> _Task prompt_: In full and without changes, output the data.

+ + + +

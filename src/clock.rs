//! Clock Port
//!
//! Token and quota arithmetic reads time through the [`Clock`] trait so the
//! in-process stores can be driven deterministically in tests.
//!
//! Timestamps are milliseconds since the Unix epoch. Stores treat a reading
//! earlier than the last recorded one as "no time elapsed" rather than as a
//! negative interval.

use chrono::{DateTime, TimeZone, Utc};
use std::fmt::Debug;

/// Source of the current time in epoch milliseconds
pub trait Clock: Send + Sync + Debug {
    /// Current time in milliseconds since the Unix epoch
    fn now_ms(&self) -> u64;

    /// Current time as a UTC timestamp
    fn now_utc(&self) -> DateTime<Utc> {
        ms_to_utc(self.now_ms())
    }
}

/// Convert epoch milliseconds to a UTC timestamp
pub fn ms_to_utc(ms: u64) -> DateTime<Utc> {
    Utc.timestamp_millis_opt(ms as i64)
        .single()
        .unwrap_or_else(Utc::now)
}

/// Convert a UTC timestamp to epoch milliseconds, clamping pre-epoch values to zero
pub fn utc_to_ms(at: DateTime<Utc>) -> u64 {
    at.timestamp_millis().max(0) as u64
}

/// Wall clock. Used when several processes must agree on timestamps.
#[derive(Debug, Clone, Copy, Default)]
pub struct SystemClock;

impl SystemClock {
    /// Create a new system clock
    pub fn new() -> Self {
        Self
    }
}

impl Clock for SystemClock {
    fn now_ms(&self) -> u64 {
        utc_to_ms(Utc::now())
    }
}

/// Monotonic clock anchored to the wall clock at construction.
///
/// Never moves backwards, and follows tokio's paused test clock, which makes
/// it the default for the in-process stores.
#[derive(Debug, Clone, Copy)]
pub struct MonotonicClock {
    anchor_ms: u64,
    anchor: tokio::time::Instant,
}

impl MonotonicClock {
    /// Create a clock anchored at the current wall-clock time
    pub fn new() -> Self {
        Self {
            anchor_ms: utc_to_ms(Utc::now()),
            anchor: tokio::time::Instant::now(),
        }
    }
}

impl Default for MonotonicClock {
    fn default() -> Self {
        Self::new()
    }
}

impl Clock for MonotonicClock {
    fn now_ms(&self) -> u64 {
        let elapsed = tokio::time::Instant::now().saturating_duration_since(self.anchor);
        self.anchor_ms + elapsed.as_millis() as u64
    }
}

#[cfg(any(test, feature = "test-helpers"))]
pub use mock::MockClock;

#[cfg(any(test, feature = "test-helpers"))]
mod mock {
    use super::Clock;
    use std::sync::atomic::{AtomicU64, Ordering};
    use std::sync::Arc;
    use std::time::Duration;

    /// Manually driven clock for tests.
    ///
    /// Clones share the same time. Unlike the production clocks it can be
    /// set backwards, to exercise clock-skew handling.
    #[derive(Debug, Clone)]
    pub struct MockClock {
        now_ms: Arc<AtomicU64>,
    }

    impl MockClock {
        /// Create a mock clock starting at `start_ms`
        pub fn new(start_ms: u64) -> Self {
            Self {
                now_ms: Arc::new(AtomicU64::new(start_ms)),
            }
        }

        /// Advance the clock by a duration
        pub fn advance(&self, by: Duration) {
            self.now_ms
                .fetch_add(by.as_millis() as u64, Ordering::SeqCst);
        }

        /// Set the clock to an absolute time
        pub fn set(&self, ms: u64) {
            self.now_ms.store(ms, Ordering::SeqCst);
        }
    }

    impl Clock for MockClock {
        fn now_ms(&self) -> u64 {
            self.now_ms.load(Ordering::SeqCst)
        }
    }
}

+ + + +

> _Task result_:
filename src/clock.rs
//! Clock Port
//!
//! Token and quota arithmetic reads time through the [`Clock`] trait so the
//! in-process stores can be driven deterministically in tests.
//!
//! Timestamps are milliseconds since the Unix epoch. Stores treat a reading
//! earlier than the last recorded one as "no time elapsed" rather than as a
//! negative interval.

use chrono::{DateTime, TimeZone, Utc};
use std::fmt::Debug;

/// Source of the current time in epoch milliseconds
pub trait Clock: Send + Sync + Debug {
    /// Current time in milliseconds since the Unix epoch
    fn now_ms(&self) -> u64;

    /// Current time as a UTC timestamp
    fn now_utc(&self) -> DateTime<Utc> {
        ms_to_utc(self.now_ms())
    }
}

/// Convert epoch milliseconds to a UTC timestamp
pub fn ms_to_utc(ms: u64) -> DateTime<Utc> {
    Utc.timestamp_millis_opt(ms as i64)
        .single()
        .unwrap_or_else(Utc::now)
}

/// Convert a UTC timestamp to epoch milliseconds, clamping pre-epoch values to zero
pub fn utc_to_ms(at: DateTime<Utc>) -> u64 {
    at.timestamp_millis().max(0) as u64
}

/// Wall clock. Used when several processes must agree on timestamps.
#[derive(Debug, Clone, Copy, Default)]
pub struct SystemClock;

impl SystemClock {
    /// Create a new system clock
    pub fn new() -> Self {
        Self
    }
}

impl Clock for SystemClock {
    fn now_ms(&self) -> u64 {
        utc_to_ms(Utc::now())
    }
}

/// Monotonic clock anchored to the wall clock at construction.
///
/// Never moves backwards, and follows tokio's paused test clock, which makes
/// it the default for the in-process stores.
#[derive(Debug, Clone, Copy)]
pub struct MonotonicClock {
    anchor_ms: u64,
    anchor: tokio::time::Instant,
}

impl MonotonicClock {
    /// Create a clock anchored at the current wall-clock time
    pub fn new() -> Self {
        Self {
            anchor_ms: utc_to_ms(Utc::now()),
            anchor: tokio::time::Instant::now(),
        }
    }
}

impl Default for MonotonicClock {
    fn default() -> Self {
        Self::new()
    }
}

impl Clock for MonotonicClock {
    fn now_ms(&self) -> u64 {
        let elapsed = tokio::time::Instant::now().saturating_duration_since(self.anchor);
        self.anchor_ms + elapsed.as_millis() as u64
    }
}

#[cfg(any(test, feature = "test-helpers"))]
pub use mock::MockClock;

#[cfg(any(test, feature = "test-helpers"))]
mod mock {
    use super::Clock;
    use std::sync::atomic::{AtomicU64, Ordering};
    use std::sync::Arc;
    use std::time::Duration;

    /// Manually driven clock for tests.
    ///
    /// Clones share the same time. Unlike the production clocks it can be
    /// set backwards, to exercise clock-skew handling.
    #[derive(Debug, Clone)]
    pub struct MockClock {
        now_ms: Arc<AtomicU64>,
    }

    impl MockClock {
        /// Create a mock clock starting at `start_ms`
        pub fn new(start_ms: u64) -> Self {
            Self {
                now_ms: Arc::new(AtomicU64::new(start_ms)),
            }
        }

        /// Advance the clock by a duration
        pub fn advance(&self, by: Duration) {
            self.now_ms
                .fetch_add(by.as_millis() as u64, Ordering::SeqCst);
        }

        /// Set the clock to an absolute time
        pub fn set(&self, ms: u64) {
            self.now_ms.store(ms, Ordering::SeqCst);
        }
    }

    impl Clock for MockClock {
        fn now_ms(&self) -> u64 {
            self.now_ms.load(Ordering::SeqCst)
        }
    }
}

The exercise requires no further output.